The paper tackled the problem of predicting how subtle changes in domain topology affect the functional outcomes of multispecific antibodies, a challenge due to scarce experimental data, by introducing a computational framework with a generative method for synthetic functional landscapes and a graph neural network that encodes topological constraints, demonstrating its utility in optimizing efficacy-toxicity trade-offs and retrieving optimal common light chains.
Multispecific antibodies offer transformative therapeutic potential by engaging multiple epitopes simultaneously, yet their efficacy is an emergent property governed by complex molecular architectures.
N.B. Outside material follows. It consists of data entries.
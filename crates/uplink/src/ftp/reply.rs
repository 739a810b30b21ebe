//! Control-channel reply reader.
//!
//! A reply is one line `ddd text` or a continuation block opened by
//! `ddd-text` and closed only by a line starting with the same code followed
//! by a space.  Lines inside the block may look like anything, including
//! other codes.  Lines that arrive before any code (banners from broken
//! servers, stray blank lines) are ignored.

use std::time::Duration;

use tokio::io::{AsyncBufReadExt, AsyncRead, AsyncReadExt, BufReader};
use tokio::time::{timeout, Instant};
use tracing::debug;

use crate::error::{Result, UplinkError};

#[derive(Debug, Clone, PartialEq, Eq)]
pub struct Reply {
    pub code: u16,
    pub lines: Vec<String>,
}

impl Reply {
    /// The terminating line; for single-line replies the only one.
    pub fn last_line(&self) -> &str {
        self.lines.last().map(String::as_str).unwrap_or("")
    }

    pub fn is_preliminary(&self) -> bool {
        (100..200).contains(&self.code)
    }

    pub fn is_positive(&self) -> bool {
        (200..400).contains(&self.code)
    }

    pub fn is_error(&self) -> bool {
        self.code >= 400
    }

    /// Shorthand for turning an unexpected reply into an error.
    pub fn unexpected(&self, step: &'static str) -> UplinkError {
        UplinkError::Protocol {
            step,
            code: self.code,
            line: self.last_line().to_string(),
        }
    }
}

#[derive(Debug, Clone, Copy, PartialEq, Eq)]
enum ReaderState {
    ReadingLine,
    ReadingContinuation(u16),
    Done(u16),
}

/// Split a line into its reply code and the separator byte after it.
/// A bare three-digit line counts as terminal.
fn reply_code(line: &str) -> Option<(u16, u8)> {
    let bytes = line.as_bytes();
    if bytes.len() < 3 || !bytes[..3].iter().all(u8::is_ascii_digit) {
        return None;
    }
    let sep = match bytes.get(3) {
        None => b' ',
        Some(b' ') => b' ',
        Some(b'-') => b'-',
        Some(_) => return None,
    };
    let code = bytes[..3]
        .iter()
        .fold(0u16, |acc, d| acc * 10 + u16::from(d - b'0'));
    Some((code, sep))
}

pub struct ControlReplyReader<S> {
    inner: BufReader<S>,
    /// Bytes of a line whose read was interrupted by a deadline.
    pending: Vec<u8>,
}

impl<S: AsyncRead + Unpin> ControlReplyReader<S> {
    pub fn new(stream: S) -> Self {
        Self {
            inner: BufReader::new(stream),
            pending: Vec::with_capacity(128),
        }
    }

    /// The underlying stream, for writing commands.
    pub fn get_mut(&mut self) -> &mut S {
        self.inner.get_mut()
    }

    /// Read one complete reply, failing with `Timeout(step)` if it has not
    /// fully arrived within `limit`.
    pub async fn read_with_deadline(&mut self, limit: Duration, step: &'static str) -> Result<Reply> {
        match timeout(limit, self.read_reply()).await {
            Ok(reply) => reply,
            Err(_) => Err(UplinkError::Timeout(step)),
        }
    }

    async fn read_reply(&mut self) -> Result<Reply> {
        let mut state = ReaderState::ReadingLine;
        let mut lines = Vec::new();
        loop {
            if let ReaderState::Done(code) = state {
                return Ok(Reply { code, lines });
            }
            let line = self.next_line().await?;
            debug!(line = %line, "ftp <<");
            state = match (state, reply_code(&line)) {
                (ReaderState::ReadingLine, None) => ReaderState::ReadingLine,
                (ReaderState::ReadingLine, Some((code, b'-'))) => {
                    lines.push(line);
                    ReaderState::ReadingContinuation(code)
                }
                (ReaderState::ReadingLine, Some((code, _))) => {
                    lines.push(line);
                    ReaderState::Done(code)
                }
                (ReaderState::ReadingContinuation(open), Some((code, b' '))) if code == open => {
                    lines.push(line);
                    ReaderState::Done(code)
                }
                (ReaderState::ReadingContinuation(open), _) => {
                    lines.push(line);
                    ReaderState::ReadingContinuation(open)
                }
                (ReaderState::Done(code), _) => ReaderState::Done(code),
            };
        }
    }

    /// Next line without its terminator.  Partial bytes survive a cancelled
    /// read in `pending`.
    async fn next_line(&mut self) -> Result<String> {
        let n = self.inner.read_until(b'\n', &mut self.pending).await?;
        if n == 0 && self.pending.is_empty() {
            return Err(UplinkError::ConnectionClosed);
        }
        let line = String::from_utf8_lossy(&self.pending)
            .trim_end_matches(['\r', '\n'])
            .to_string();
        self.pending.clear();
        Ok(line)
    }

    /// Discard whatever the server sends for up to `window`, stopping early
    /// once it has been quiet for `quiet`.  Used after ABOR and re-login.
    pub async fn drain(&mut self, window: Duration, quiet: Duration) -> usize {
        let until = Instant::now() + window;
        let mut scratch = [0u8; 256];
        let mut dropped = self.pending.len();
        self.pending.clear();
        loop {
            let now = Instant::now();
            if now >= until {
                break;
            }
            let wait = quiet.min(until - now);
            match timeout(wait, self.inner.read(&mut scratch)).await {
                Ok(Ok(0)) | Ok(Err(_)) | Err(_) => break,
                Ok(Ok(n)) => dropped += n,
            }
        }
        if dropped > 0 {
            debug!(bytes = dropped, "drained stale control data");
        }
        dropped
    }
}

// ===========================================================================
// Tests
// ===========================================================================
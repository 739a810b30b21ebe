//! Uplink state read from sysfs, plus the device id derived from the
//! interface's hardware address.

use std::fs;
use std::io;
use std::path::PathBuf;

use tokio::net::TcpStream;
use tracing::{debug, warn};

use telemetry_uplink::Network;

pub const FALLBACK_DEVICE_ID: &str = "000000000000";

/// Link collaborator backed by `/sys/class/net/<iface>/operstate`.
#[derive(Debug, Clone)]
pub struct LinkMonitor {
    interface: Option<String>,
    sys_root: PathBuf,
}

impl LinkMonitor {
    pub fn new(interface: Option<String>) -> Self {
        Self {
            interface,
            sys_root: PathBuf::from("/sys/class/net"),
        }
    }

    #[cfg(test)]
    fn with_sys_root(mut self, root: impl Into<PathBuf>) -> Self {
        self.sys_root = root.into();
        self
    }

    pub fn interface(&self) -> Option<&str> {
        self.interface.as_deref()
    }

    fn read_attr(&self, attr: &str) -> Option<String> {
        let iface = self.interface.as_ref()?;
        let path = self.sys_root.join(iface).join(attr);
        match fs::read_to_string(&path) {
            Ok(s) => Some(s.trim().to_string()),
            Err(e) => {
                debug!(path = %path.display(), error = %e, "sysfs read failed");
                None
            }
        }
    }

    /// Hardware address of the monitored interface, separators stripped
    /// and upper-cased.
    pub fn device_id_from_mac(&self) -> Option<String> {
        let mac = self.read_attr("address")?;
        let id: String = mac
            .chars()
            .filter(|c| c.is_ascii_hexdigit())
            .map(|c| c.to_ascii_uppercase())
            .collect();
        if id.is_empty() || id.chars().all(|c| c == '0') {
            None
        } else {
            Some(id)
        }
    }

    /// Configured id first, then the MAC, then all zeroes.
    pub fn resolve_device_id(&self, configured: Option<&str>) -> String {
        if let Some(id) = configured {
            return id.to_string();
        }
        match self.device_id_from_mac() {
            Some(id) => id,
            None => {
                warn!(
                    interface = ?self.interface,
                    "no device id configured and no MAC available, using {FALLBACK_DEVICE_ID}"
                );
                FALLBACK_DEVICE_ID.to_string()
            }
        }
    }
}

impl Network for LinkMonitor {
    type Socket = TcpStream;

    /// Point-to-point links (ppp, wwan) report `unknown` while passing
    /// traffic, so only an explicit down state counts as offline.
    fn is_connected(&self) -> bool {
        if self.interface.is_none() {
            return true;
        }
        matches!(self.read_attr("operstate").as_deref(), Some("up" | "unknown"))
    }

    async fn connect(&self, host: &str, port: u16) -> io::Result<TcpStream> {
        let stream = TcpStream::connect((host, port)).await?;
        stream.set_nodelay(true)?;
        Ok(stream)
    }
}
Rational design is often bottlenecked by the inability to predict how subtle changes in domain topology influence functional outcomes, a challenge exacerbated by the scarcity of comprehensive experimental data. Here, we introduce a computational framework to address part of this gap. First, we present a generative method for creating large-scale, realistic synthetic functional landscapes that capture non-linear interactions where biological activity depends on domain connectivity. Second, we propose a graph neural network architecture that explicitly encodes these topological constraints, distinguishing between format configurations that appear identical to sequence-only models. We demonstrate that this model, trained on synthetic landscapes, recapitulates complex functional properties and, via transfer learning, has the potential to achieve high predictive accuracy on limited biological datasets. We showcase the model's utility by optimizing trade-offs between efficacy and toxicity in trispecific T-cell engagers and retrieving optimal common light chains. This work provides a robust benchmarking environment for disentangling the combinatorial complexity of multispecifics, accelerating the design of next-generation therapeutics.